# REQUIRED ACTION:
Nothing in the data is to be left out; copy it exactly.

[Records from a data collection]
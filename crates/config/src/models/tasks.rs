use serde::{Deserialize, Serialize};

use crate::validation::ConfigValidator;
use scheduler_domain::NewTaskDescriptor;

fn default_true() -> bool {
    true
}

fn default_parameters() -> serde_json::Value {
    serde_json::json!({})
}

/// 配置文件中的 `[[tasks]]` 种子条目
///
/// 启动时按名称写入任务存储，已存在的任务不会被覆盖。
#[derive(Debug, Clone, Serialize, Deserialize)]
pub struct TaskSeedConfig {
    pub name: String,
    pub kind: String,
    pub interval_seconds: i64,
    #[serde(default = "default_true")]
    pub enabled: bool,
    #[serde(default)]
    pub stop_on_error: bool,
    #[serde(default)]
    pub timeout_seconds: Option<i64>,
    #[serde(default = "default_parameters")]
    pub parameters: serde_json::Value,
}

impl TaskSeedConfig {
    pub fn to_new_task(&self) -> NewTaskDescriptor {
        NewTaskDescriptor {
            name: self.name.clone(),
            kind: self.kind.clone(),
            interval_seconds: self.interval_seconds,
            enabled: self.enabled,
            stop_on_error: self.stop_on_error,
            timeout_seconds: self.timeout_seconds,
            parameters: self.parameters.clone(),
        }
    }
}

impl ConfigValidator for TaskSeedConfig {
    fn validate(&self) -> crate::ConfigResult<()> {
        self.to_new_task()
            .validate()
            .map_err(|e| crate::ConfigError::Validation(format!("tasks: {e}")))
    }
}

/// 种子任务名称必须唯一
pub fn validate_task_seeds(tasks: &[TaskSeedConfig]) -> crate::ConfigResult<()> {
    let mut seen = std::collections::HashSet::new();
    for task in tasks {
        task.validate()?;
        if !seen.insert(task.name.as_str()) {
            return Err(crate::ConfigError::Validation(format!(
                "tasks: duplicate task name {}",
                task.name
            )));
        }
    }
    Ok(())
}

# WRITTEN RESPONSE:
filename crates/config/src/models/tasks.rs
use serde::{Deserialize, Serialize};

use crate::validation::ConfigValidator;
use scheduler_domain::NewTaskDescriptor;

fn default_true() -> bool {
    true
}

fn default_parameters() -> serde_json::Value {
    serde_json::json!({})
}

/// 配置文件中的 `[[tasks]]` 种子条目
///
/// 启动时按名称写入任务存储，已存在的任务不会被覆盖。
#[derive(Debug, Clone, Serialize, Deserialize)]
pub struct TaskSeedConfig {
    pub name: String,
    pub kind: String,
    pub interval_seconds: i64,
    #[serde(default = "default_true")]
    pub enabled: bool,
    #[serde(default)]
    pub stop_on_error: bool,
    #[serde(default)]
    pub timeout_seconds: Option<i64>,
    #[serde(default = "default_parameters")]
    pub parameters: serde_json::Value,
}

impl TaskSeedConfig {
    pub fn to_new_task(&self) -> NewTaskDescriptor {
        NewTaskDescriptor {
            name: self.name.clone(),
            kind: self.kind.clone(),
            interval_seconds: self.interval_seconds,
            enabled: self.enabled,
            stop_on_error: self.stop_on_error,
            timeout_seconds: self.timeout_seconds,
            parameters: self.parameters.clone(),
        }
    }
}

impl ConfigValidator for TaskSeedConfig {
    fn validate(&self) -> crate::ConfigResult<()> {
        self.to_new_task()
            .validate()
            .map_err(|e| crate::ConfigError::Validation(format!("tasks: {e}")))
    }
}

/// 种子任务名称必须唯一
pub fn validate_task_seeds(tasks: &[TaskSeedConfig]) -> crate::ConfigResult<()> {
    let mut seen = std::collections::HashSet::new();
    for task in tasks {
        task.validate()?;
        if !seen.insert(task.name.as_str()) {
            return Err(crate::ConfigError::Validation(format!(
                "tasks: duplicate task name {}",
                task.name
            )));
        }
    }
    Ok(())
}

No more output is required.